MPI

In contrast to OpenMP, MPI does not use directives / pragmas to specify the parallelism, but instead we call functions. The MPI standard is big, but we only actually need a few routines to be able to express any type of parallelism. However, the additional capabilities allow us to do things more efficiently.

Note

There is no separate C++ interface to the MPI library—we use the C interface. This means that the functions accept arguments as pointers and not references, so we need to pass the address of the data we are using.

Hello, World

Here’s a “Hello, World!” with MPI. Every MPI application begins with MPI_Initialize() and end with MPI_Finalize(). Note that MPI_Initialize() can take 2 arguments that are the command line parameters passed into the code. Since we are not using this, we pass nullptr.

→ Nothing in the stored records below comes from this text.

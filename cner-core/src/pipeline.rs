//! # Pipeline de Extração
//!
//! Orquestra o caminho de serviço, do texto bruto até as linhas tabulares:
//!
//! 1. **Limpeza** ([`crate::tokenizer`]): texto → caracteres alinháveis.
//! 2. **Chunking** ([`crate::chunker`]): janelas de no máximo 511 caracteres.
//! 3. **Inferência** ([`TagPredictor`]): cada janela → tags (em paralelo).
//! 4. **Resolução** ([`crate::resolver`]): caracteres + tags → [`EntityMap`].
//! 5. **Tabulação** ([`tabulate`]): uma linha por índice de entidade.
//!
//! O modelo neural é um colaborador externo: o pipeline só o enxerga através
//! do trait [`TagPredictor`]. Vários preditores podem ser registrados, cada
//! um com um nome; todos recebem as mesmas janelas e cada um produz o seu
//! próprio [`EntityMap`]. As colunas da saída dizem de qual preditor leem.

use std::num::NonZeroUsize;

use rayon::prelude::*;
use serde::ser::SerializeMap;
use serde::{Deserialize, Serialize, Serializer};
use tracing::debug;

use crate::chunker::chunk;
use crate::config::NerConfig;
use crate::error::{NerError, Result};
use crate::labels::LabelSet;
use crate::resolver::{resolve, EntityMap, ResolverOptions};
use crate::tagger::Tag;
use crate::tokenizer::{clean_chars, CleanMode};

/// Nome do preditor registrado por [`ExtractionPipeline::new`].
pub const DEFAULT_SOURCE: &str = "model";

/// Contrato da inferência do modelo: uma janela de caracteres → uma tag por
/// caractere.
pub trait TagPredictor: Send + Sync {
    fn predict(&self, chunk: &[char]) -> Result<Vec<Tag>>;
}

impl<F> TagPredictor for F
where
    F: Fn(&[char]) -> Result<Vec<Tag>> + Send + Sync,
{
    fn predict(&self, chunk: &[char]) -> Result<Vec<Tag>> {
        self(chunk)
    }
}

struct NamedPredictor {
    name: String,
    predictor: Box<dyn TagPredictor>,
}

/// O pipeline de extração sobre um ou mais preditores nomeados.
pub struct ExtractionPipeline {
    predictors: Vec<NamedPredictor>,
    labels: LabelSet,
    window: NonZeroUsize,
    options: ResolverOptions,
}

impl ExtractionPipeline {
    /// Pipeline com um único preditor, registrado como [`DEFAULT_SOURCE`].
    pub fn new(predictor: impl TagPredictor + 'static, config: &NerConfig) -> Result<Self> {
        Self::empty(config)?.with_predictor(DEFAULT_SOURCE, predictor)
    }

    /// Pipeline sem preditores; registre-os com [`Self::with_predictor`].
    pub fn empty(config: &NerConfig) -> Result<Self> {
        Ok(Self {
            predictors: Vec::new(),
            labels: config.labels.clone(),
            window: config.window()?,
            options: config.resolver,
        })
    }

    /// Registra mais um preditor. Nomes repetidos são rejeitados.
    pub fn with_predictor(
        mut self,
        name: impl Into<String>,
        predictor: impl TagPredictor + 'static,
    ) -> Result<Self> {
        let name = name.into();
        if self.predictors.iter().any(|p| p.name == name) {
            return Err(NerError::DuplicatePredictor { name });
        }
        self.predictors.push(NamedPredictor { name, predictor: Box::new(predictor) });
        Ok(self)
    }

    pub fn labels(&self) -> &LabelSet {
        &self.labels
    }

    /// Nomes dos preditores, na ordem de registro.
    pub fn sources(&self) -> impl Iterator<Item = &str> {
        self.predictors.iter().map(|p| p.name.as_str())
    }

    /// Extrai as entidades de um texto bruto com todos os preditores.
    ///
    /// A resolução corre sobre a concatenação das janelas, então uma entidade
    /// cortada na fronteira de uma janela continua na seguinte. Texto vazio
    /// depois da limpeza não chama nenhum preditor.
    pub fn extract(&self, text: &str) -> Result<Extraction> {
        let chars = clean_chars(text, CleanMode::Prediction);
        if chars.is_empty() {
            return Ok(self
                .predictors
                .iter()
                .map(|p| (p.name.clone(), EntityMap::new(&self.labels)))
                .collect());
        }

        let windows = chunk(&chars, self.window);
        let maps: Vec<(String, EntityMap)> = self
            .predictors
            .par_iter()
            .map(|p| {
                let tags = predict_windows(p.predictor.as_ref(), &windows)?;
                let map = resolve(&chars, &tags, &self.labels, self.options)?;
                Ok((p.name.clone(), map))
            })
            .collect::<Result<_>>()?;
        debug!(
            chars = chars.len(),
            windows = windows.len(),
            sources = maps.len(),
            "extração concluída"
        );
        Ok(maps.into_iter().collect())
    }
}

/// Infere todas as janelas em paralelo e remonta as tags na ordem original.
fn predict_windows(predictor: &dyn TagPredictor, windows: &[Vec<char>]) -> Result<Vec<Tag>> {
    let predicted: Vec<Vec<Tag>> = windows
        .par_iter()
        .enumerate()
        .map(|(window, chunk)| {
            let tags = predictor.predict(chunk)?;
            if tags.len() != chunk.len() {
                return Err(NerError::WindowMismatch {
                    window,
                    chars: chunk.len(),
                    tags: tags.len(),
                });
            }
            Ok(tags)
        })
        .collect::<Result<_>>()?;
    Ok(predicted.concat())
}

/// Resultado de [`ExtractionPipeline::extract`]: um [`EntityMap`] por preditor.
#[derive(Debug, Clone, Default, PartialEq, Eq)]
pub struct Extraction {
    maps: Vec<(String, EntityMap)>,
}

impl Extraction {
    pub fn get(&self, source: &str) -> Option<&EntityMap> {
        self.maps.iter().find(|(name, _)| name == source).map(|(_, map)| map)
    }

    /// Entidades de um rótulo segundo um preditor (vazio se algum não existir).
    pub fn entities(&self, source: &str, label: &str) -> &[String] {
        match self.get(source) {
            Some(map) => map.get(label),
            None => &[],
        }
    }

    pub fn iter(&self) -> impl Iterator<Item = (&str, &EntityMap)> {
        self.maps.iter().map(|(name, map)| (name.as_str(), map))
    }
}

impl FromIterator<(String, EntityMap)> for Extraction {
    fn from_iter<I: IntoIterator<Item = (String, EntityMap)>>(iter: I) -> Self {
        Self { maps: iter.into_iter().collect() }
    }
}

impl Serialize for Extraction {
    fn serialize<S: Serializer>(&self, serializer: S) -> std::result::Result<S::Ok, S::Error> {
        let mut out = serializer.serialize_map(Some(self.maps.len()))?;
        for (name, map) in &self.maps {
            out.serialize_entry(name, map)?;
        }
        out.end()
    }
}

/// Liga uma coluna da saída tabular a um rótulo do [`EntityMap`] de um
/// preditor.
#[derive(Debug, Clone, PartialEq, Eq, Serialize, Deserialize)]
pub struct ColumnBinding {
    pub column: String,
    /// Nome do preditor de onde a coluna é lida.
    pub source: String,
    pub label: String,
}

impl ColumnBinding {
    pub fn new(
        column: impl Into<String>,
        source: impl Into<String>,
        label: impl Into<String>,
    ) -> Self {
        Self { column: column.into(), source: source.into(), label: label.into() }
    }
}

/// Transforma a extração em linhas: a linha `i` traz a `i`-ésima entidade
/// de cada coluna, ou `""` quando aquele rótulo já acabou.
///
/// Sem nenhuma entidade, retorna uma única linha vazia.
pub fn tabulate(extraction: &Extraction, columns: &[ColumnBinding]) -> Vec<Vec<String>> {
    let cells = |c: &ColumnBinding| extraction.entities(&c.source, &c.label);
    let rows = columns.iter().map(|c| cells(c).len()).max().unwrap_or(0).max(1);

    (0..rows)
        .map(|i| columns.iter().map(|c| cells(c).get(i).cloned().unwrap_or_default()).collect())
        .collect()
}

There are 2 other function we use here:

MPI_Comm_size() : this tells us the total number of MPI processes
MPI_Comm_rank() : this tells us which processor the current program represents out of the total number used by MPI.

Listing 132 hello.cpp

#include <iostream>
#include <mpi.h>

int main() {

    MPI_Init(nullptr, nullptr);

    // Get the number of processes

    int num_procs;
    MPI_Comm_size(MPI_COMM_WORLD, &num_procs);

    // Get the rank of the process

    int rank;
    MPI_Comm_rank(MPI_COMM_WORLD, &rank);

    std::cout << "Hello from " << rank << " out of " << num_procs << std::endl;

    MPI_Finalize();

}

Note

There is one additional bit that we won’t explore here. MPI allows you to set up communicators that are subgroups of the total number of processors. This can be useful to divide tasks up between the total number of processors. We’ll stick to MPI_COMM_WORLD which represents all processors.

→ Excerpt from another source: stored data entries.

//! # Decodificação BIO → Spans
//!
//! Converte a saída "caractere a caractere" do modelo em spans tipados
//! `(tipo, início, fim)`, com índices **inclusivos**.
//!
//! ## Algoritmo
//! 1. Lotes aninhados são achatados explicitamente, com um `O` sentinela após
//!    cada sub-sequência ([`flatten_with_sentinels`]), para que nenhuma
//!    entidade atravesse a fronteira entre exemplos.
//! 2. Um `O` sentinela final força o fechamento da última entidade.
//! 3. Uma máquina de estados compara a tag anterior com a atual:
//!    qualquer transição proibida ou mudança de tipo fecha o span corrente
//!    e (possivelmente ao mesmo tempo) abre outro.
//!
//! O decodificador é tolerante a sequências malformadas (`I` logo após `O`,
//! `B` seguido de `B`) e nunca falha sobre tags já parseadas.
//!
//! ## Exemplo
//! `[O, O, O, B-MISC, I-MISC, I-MISC, O]` → `[("MISC", 3, 5)]`

use std::fmt;

use serde::{Deserialize, Serialize};

use crate::error::Result;
use crate::tagger::Tag;

/// Uma ocorrência de entidade decodificada.
///
/// Dois spans são iguais apenas se tipo, início e fim coincidem.
#[derive(Debug, Clone, PartialEq, Eq, Hash, PartialOrd, Ord, Serialize, Deserialize)]
pub struct Span {
    /// Tipo da entidade (ex: "date", "location")
    pub label: String,
    /// Índice do primeiro elemento (inclusivo)
    pub start: usize,
    /// Índice do último elemento (inclusivo)
    pub end: usize,
}

impl Span {
    pub fn new(label: impl Into<String>, start: usize, end: usize) -> Self {
        Self { label: label.into(), start, end }
    }
}

impl fmt::Display for Span {
    fn fmt(&self, f: &mut fmt::Formatter<'_>) -> fmt::Result {
        write!(f, "({}, {}, {})", self.label, self.start, self.end)
    }
}

/// Achata um lote inserindo um `O` sentinela após cada sub-sequência.
///
/// Os índices dos spans decodificados passam a referir-se a esta sequência
/// achatada (cada exemplo ocupa `len + 1` posições).
pub fn flatten_with_sentinels(batch: &[Vec<Tag>]) -> Vec<Tag> {
    let total: usize = batch.iter().map(|seq| seq.len() + 1).sum();
    let mut flat = Vec::with_capacity(total);
    for seq in batch {
        flat.extend(seq.iter().cloned());
        flat.push(Tag::Outside);
    }
    flat
}

/// Decodifica uma sequência plana de tags em spans, na ordem em que fecham.
pub fn decode(tags: &[Tag]) -> Vec<Span> {
    let sentinel = Tag::Outside;
    let mut spans = Vec::new();
    let mut prev_symbol = 'O';
    let mut prev_type = "";
    let mut begin_offset = 0usize;

    for (i, tag) in tags.iter().chain(std::iter::once(&sentinel)).enumerate() {
        let symbol = tag.symbol();
        let kind = tag.entity_type();

        if end_of_chunk(prev_symbol, symbol, prev_type, kind) {
            spans.push(Span::new(prev_type, begin_offset, i - 1));
        }
        if start_of_chunk(prev_symbol, symbol, prev_type, kind) {
            begin_offset = i;
        }
        prev_symbol = symbol;
        prev_type = kind;
    }

    spans
}

/// Decodifica um lote, achatando-o com sentinelas antes.
pub fn decode_batch(batch: &[Vec<Tag>]) -> Vec<Span> {
    decode(&flatten_with_sentinels(batch))
}

/// Parseia tags em formato string e decodifica.
pub fn decode_labels<S: AsRef<str>>(tags: &[S]) -> Result<Vec<Span>> {
    Ok(decode(&Tag::parse_sequence(tags)?))
}

/// Verifica se um span terminou entre o elemento anterior e o atual.
fn end_of_chunk(prev: char, current: char, prev_type: &str, kind: &str) -> bool {
    match (prev, current) {
        ('S', _) => true,
        ('B' | 'I', 'B' | 'S' | 'O') => true,
        _ => prev != 'O' && prev_type != kind,
    }
}

/// Verifica se um span começou entre o elemento anterior e o atual.
fn start_of_chunk(prev: char, current: char, prev_type: &str, kind: &str) -> bool {
    match (prev, current) {
        (_, 'B' | 'S') => true,
        ('S' | 'O', 'I') => true,
        _ => current != 'O' && prev_type != kind,
    }
}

To compile this, we need to supply the path where the header file is located as well as explicitly link in the libraries we use. Thankfully, most MPI implementation provide a wrapper for that: mpic++:

mpic++ -o hello hello.cpp

This will pass any compiler flags onto the actual compiler, so we can use this the same way we’ve been using g++.

Integrating \(\pi\)

Here we want to construct the integral:

\[\pi = 4 \int_0^1 \frac{1}{1 + x^2} dx\]

using a simple midpoint method. We will break the loop over the \(N\) intervals in \([0, 1]\) across the different MPI processes using a stride.

We have 2 communications here.

At the start, one processor (we pick 0 since it will always exist) reads in the number of intervals and then broadcasts that to all the other processors.
At the end of the integration, we do a reduce to add up the partial sums from each processor into the total. In our case, we only add them up on processor 0, since that’s out I/O processor.

Listing 133 pi.cpp

#include <iostream>
#include <iomanip>

#include <mpi.h>

// compute pi by integrating f(x) = 4 / (1 + x^2) from [0, 1]

double f(double x) {
    return 4.0 / (1.0 + x * x);
}

int main() {

    MPI_Init(nullptr, nullptr);

    int num_procs;
    MPI_Comm_size(MPI_COMM_WORLD, &num_procs);

    int rank;
    MPI_Comm_rank(MPI_COMM_WORLD, &rank);

    // ask how many intervals

    int N{0};

    if (rank == 0) {
        std::cout << "how many intervals? ";
        std::cin >> N;
    }

    MPI_Bcast(&N, 1, MPI_INT, 0, MPI_COMM_WORLD);

    double dx = 1.0 / static_cast<double>(N);

    // each processor simply does a midpoint rule, using only each num_procs
    // number in [0, 1]

    double sum = 0.0;
    for (int i = rank; i < N; i += num_procs) {
        if (rank == 2) {
            std::cout << "i = " << i << std::endl;
        }
        double x = (static_cast<double>(i) + 0.5) * dx;
        sum += f(x);
    }

    sum *= dx;

    // now reduce the sum across all processors, only processor 0 will get the result

    double sum_global{0};
    MPI_Reduce(&sum, &sum_global, 1, MPI_DOUBLE, MPI_SUM, 0, MPI_COMM_WORLD);

    if (rank == 0) {
        std::cout << std::setprecision(15) << "pi = " << sum_global << std::endl;
    }

    MPI_Finalize();
}

MPI Concepts

With MPI, a separate instance of your program is run on each processor—these are the MPI processes. We don’t need to worry about thread-safety is not an issue here, since each instance of the program is isolated from the others.

A few considerations:

You need to tell the library:
- The datatype of the variable you are communicating and how big it is (the buffer size).
- The address of the buffer to specify what is being sent
Processors can be grouped together:
- Communicators label different groups
- MPI_COMM_WORLD is the default communicator (all processes)

MPI has many types of operations, including:

Send / receive

Collective communications (broadcast, gather/scatter, reduce)

On supercomputers, system vendors will often provide their own MPI implementation that is tuned to their hardware / network. On your own machine, MPICH is a popular implementation.